Deploying Amazon Kendra - Amazon Kendra

Deploying Amazon Kendra

When it comes time to deploy Amazon Kendra search to your website, we provide source code that you can use with React to get a head start on your application. The source code is provided free of charge under a modified MIT license so that you can use it as is or change it for your own needs. There are two examples:

The examples are modeled after the search page of the Amazon Kendra console. They have the same features for searching and displaying search results. You can use the whole example, or you can choose just one of the features for your own use.

To see the three components of the search page in the Amazon Kendra console, choose the code icon (</>) from the right menu. Hover your pointer over each section to see a brief description of the component and to get the URL of the component's source.


You add the example code to an existing React application to enable search. The search files and components are structured as follows:

  • Main search page – this is the main page that contains all of the components. This is where you will integrate your application with the Amazon Kendra API.

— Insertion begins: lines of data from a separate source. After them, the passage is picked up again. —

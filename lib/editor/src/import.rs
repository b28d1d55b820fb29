//! Additive import of a flow file into the live graph.
//!
//! Imported nodes get fresh ids and are shifted right of the existing
//! content. Triggers are left out, since a flow already has its own entry
//! point, and so is every edge that touched one.

use crate::config::ImportConfig;
use crate::document::{DraftNode, FlowDraft};
use crate::edge::Edge;
use crate::error::{EditorError, GraphError};
use crate::graph::FlowGraph;
use crate::node::{Node, looks_like_trigger};
use crate::schema::{read_draft_node, read_edge};
use flowdesk_core::{EdgeId, NodeId};
use rootcause::prelude::Report;
use serde_json::Value;
use std::collections::HashMap;

/// Nodes and edges ready to be appended to a graph.
#[derive(Debug, Clone, PartialEq, Default)]
pub struct ImportOutcome {
    pub nodes: Vec<Node>,
    pub edges: Vec<Edge>,
    pub skipped_triggers: usize,
}

/// Parses an import file.
///
/// # Errors
///
/// Returns `InvalidImport` if the text is not JSON, not an object, or has no
/// `draft_nodes` list.
pub fn parse_import(raw: &str) -> Result<FlowDraft, Report<EditorError>> {
    let value: Value = serde_json::from_str(raw).map_err(|e| EditorError::InvalidImport {
        details: e.to_string(),
    })?;
    if !value.get("draft_nodes").is_some_and(Value::is_array) {
        return Err(EditorError::InvalidImport {
            details: "missing draft_nodes".to_string(),
        }
        .into());
    }
    Ok(
        serde_json::from_value(value).map_err(|e| EditorError::InvalidImport {
            details: e.to_string(),
        })?,
    )
}

/// Horizontal offset applied to imported positions.
#[must_use]
pub fn import_offset(graph: &FlowGraph, config: &ImportConfig) -> f64 {
    match graph.max_x() {
        Some(max_x) => max_x.max(0.0) + config.margin,
        None => 0.0,
    }
}

/// Re-keys and positions the content of `file` for appending to `graph`.
#[must_use]
pub fn plan_import(graph: &FlowGraph, file: &FlowDraft, config: &ImportConfig) -> ImportOutcome {
    let offset = import_offset(graph, config);
    let state = file.editor_state.as_ref();
    let mut id_map: HashMap<NodeId, NodeId> = HashMap::new();
    let mut outcome = ImportOutcome::default();

    for draft in &file.draft_nodes {
        if is_trigger(draft) {
            outcome.skipped_triggers += 1;
            continue;
        }
        let Some((mut node, _)) = read_draft_node(draft, state) else {
            tracing::warn!("Skipping imported node no schema reader accepts");
            continue;
        };
        let fresh = NodeId::generate();
        if draft.label.is_none() && draft.param_str("title").is_none() {
            // Untitled nodes are titled by id; keep that in step with the new id.
            node.data.title = fresh.to_string();
        }
        id_map.insert(node.id.clone(), fresh.clone());
        node.id = fresh;
        node.position = node.position.offset(offset, 0.0);
        node.selected = false;
        outcome.nodes.push(node);
    }

    for draft in &file.draft_edges {
        let Some(edge) = read_edge(draft) else {
            continue;
        };
        if let (Some(source), Some(target)) = (id_map.get(&edge.source), id_map.get(&edge.target)) {
            outcome.edges.push(Edge::with_ports(
                EdgeId::generate(),
                source.clone(),
                edge.source_port,
                target.clone(),
                edge.target_port,
            ));
        }
    }

    outcome
}

/// Returns a copy of `graph` with the outcome appended.
///
/// # Errors
///
/// Returns an error if an imported edge does not resolve; `graph` is not modified.
pub fn apply_import(graph: &FlowGraph, outcome: ImportOutcome) -> Result<FlowGraph, GraphError> {
    let mut next = graph.clone();
    for node in outcome.nodes {
        next.add_node(node)?;
    }
    for edge in outcome.edges {
        next.add_edge(edge)?;
    }
    Ok(next)
}

fn is_trigger(draft: &DraftNode) -> bool {
    let label = draft
        .label
        .as_deref()
        .or_else(|| draft.param_str("title"))
        .unwrap_or_default();
    let slug = draft
        .operator_slug
        .as_deref()
        .or(draft.node_type.as_deref())
        .or_else(|| draft.param_str("slug"))
        .unwrap_or_default();
    looks_like_trigger(label, slug)
}

#[cfg(test)]
mod tests {
    use super::*;
    use crate::node::{NodeData, Position};
    use serde_json::json;

    fn file() -> FlowDraft {
        parse_import(
            &json!({
                "draft_nodes": [
                    {"node_id": "t", "operator_slug": "webhook-trigger", "label": "On webhook"},
                    {"node_id": "a", "operator_slug": "http", "label": "Fetch"},
                    {"node_id": "b", "operator_slug": "code", "label": "Transform"},
                ],
                "draft_edges": [
                    {"id": "e0", "from": {"node_id": "t", "port": "out"}, "to": {"node_id": "a", "port": "in"}},
                    {"id": "e1", "from": {"node_id": "a", "port": "out"}, "to": {"node_id": "b", "port": "in"}},
                ],
                "editor_state": {"node_positions": {
                    "a": {"x": 0, "y": 10},
                    "b": {"x": 250, "y": 10},
                }},
            })
            .to_string(),
        )
        .unwrap()
    }

    fn existing() -> FlowGraph {
        let mut graph = FlowGraph::new();
        for (id, x) in [("a", 100.0), ("b", 400.0)] {
            graph
                .add_node(Node::new(NodeId::from(id), Position::new(x, 0.0), NodeData::new(id, "code")))
                .unwrap();
        }
        graph
    }

    #[test]
    fn rejects_malformed_files() {
        assert!(parse_import("{not json").is_err());
        assert!(parse_import("[]").is_err());
        assert!(parse_import(r#"{"name": "no nodes"}"#).is_err());
        assert!(parse_import(r#"{"draft_nodes": {}}"#).is_err());
        assert!(parse_import(r#"{"draft_nodes": []}"#).is_ok());
    }

    #[test]
    fn offset_is_zero_for_empty_graph() {
        assert_eq!(import_offset(&FlowGraph::new(), &ImportConfig::default()), 0.0);
        assert_eq!(import_offset(&existing(), &ImportConfig::default()), 700.0);
    }

    #[test]
    fn negative_positions_do_not_pull_offset_left() {
        let mut graph = FlowGraph::new();
        graph
            .add_node(Node::new(NodeId::from("n"), Position::new(-500.0, 0.0), NodeData::default()))
            .unwrap();
        assert_eq!(import_offset(&graph, &ImportConfig::default()), 300.0);
    }

    #[test]
    fn import_rekeys_and_skips_triggers() {
        let graph = existing();
        let outcome = plan_import(&graph, &file(), &ImportConfig::default());

        assert_eq!(outcome.skipped_triggers, 1);
        assert_eq!(outcome.nodes.len(), 2);
        assert_eq!(outcome.edges.len(), 1);
        for node in &outcome.nodes {
            assert!(!graph.contains_node(&node.id));
        }
        assert_eq!(outcome.nodes[0].position, Position::new(700.0, 10.0));
        assert_eq!(outcome.nodes[1].position, Position::new(950.0, 10.0));

        let edge = &outcome.edges[0];
        assert_eq!(edge.source, outcome.nodes[0].id);
        assert_eq!(edge.target, outcome.nodes[1].id);
        assert_ne!(edge.id.as_str(), "e1");

        let next = apply_import(&graph, outcome).unwrap();
        assert_eq!(next.node_count(), 4);
        assert_eq!(next.edge_count(), 1);
    }

    #[test]
    fn untitled_nodes_take_their_new_id_as_title() {
        let file: FlowDraft = serde_json::from_value(json!({
            "draft_nodes": [
                {"node_id": "old_1"},
                {"node_id": "old_2", "label": "Kept"},
            ],
        }))
        .unwrap();
        let outcome = plan_import(&FlowGraph::new(), &file, &ImportConfig::default());

        let untitled = &outcome.nodes[0];
        assert_eq!(untitled.data.title, untitled.id.to_string());
        assert_ne!(untitled.data.title, "old_1");
        assert_eq!(outcome.nodes[1].data.title, "Kept");
    }

    #[test]
    fn legacy_trigger_is_detected_from_params() {
        let draft: DraftNode =
            serde_json::from_value(json!({"id": "x", "params": {"title": "Cron Trigger"}})).unwrap();
        assert!(is_trigger(&draft));
        let draft: DraftNode = serde_json::from_value(json!({"node_id": "trigger_1"})).unwrap();
        assert!(!is_trigger(&draft));
    }
}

  • Search bar – this is the component where a user enters a search term and that calls the search function.

  • Results – this is the component that displays the results from Amazon Kendra. It has three components: Suggested answers, FAQ results, and recommended documents.

  • Facets – This is the component that shows the facets in the search results and enables you to choose a facet to limit the search.

  • Pagination – this is the component that paginates the response from Amazon Kendra.


Before you begin you need the following:

  • An existing React Web application or the example application.

  • A development environment configured with the correct libraries.

  • The SDK for Java or AWS SDK for JavaScript.

Information about the required libraries and AWS SDKs is in the Readme file in the .zip files.

Setting up the example

A complete procedure for adding Amazon Kendra search to a React application is in the Readme included in the example zip files.

Main search page

The main search page contains all of the example search components. It includes the search bar component for output, the results components to display the response from the Query operation, and a pagination component that enables you to page through the response.

Search component

The search component provides a text box to enter query text. The onSearch function is a hook that calls the main function in Search.tsx to make the Amazon Kendra Query operation call.

Results component

The results component shows the response from the Query operation. The results are shown in three separate areas.

  • Suggested answers – These are the top results returned by the Query operation. It contains up to three suggested answers. In the response, they have the result type ANSWER.

  • FAQ answers – These are the frequently asked questions results returned by the response. FAQs are added to the index separately. In the response, they have the type QUESTION_ANSWER. For more information, see Adding questions and answers directly to an index.

  • Recommended documents – These are additional documents that Amazon Kendra returns in the response. In the response from the Query operation, they have the type DOCUMENT.

The results components share a set of components for features like highlighting, titles, links, etc. The shared components must be present for the result components to work.

Facets component

The facets component lists the facets available in the search results. Each facet classifies the response along a specific dimension, such as author. You can refine the search to a specific facet by choosing one from the list.

After you select a facet, the component calls the Query operation with an attribute filter that restricts the search to only those documents that match the facet.

Pagination component

The pagination component enables you to display the search results from the Query operation in multiple pages. It calls the Query operation with the PageSize and PageNumber parameters to get a specific page of results.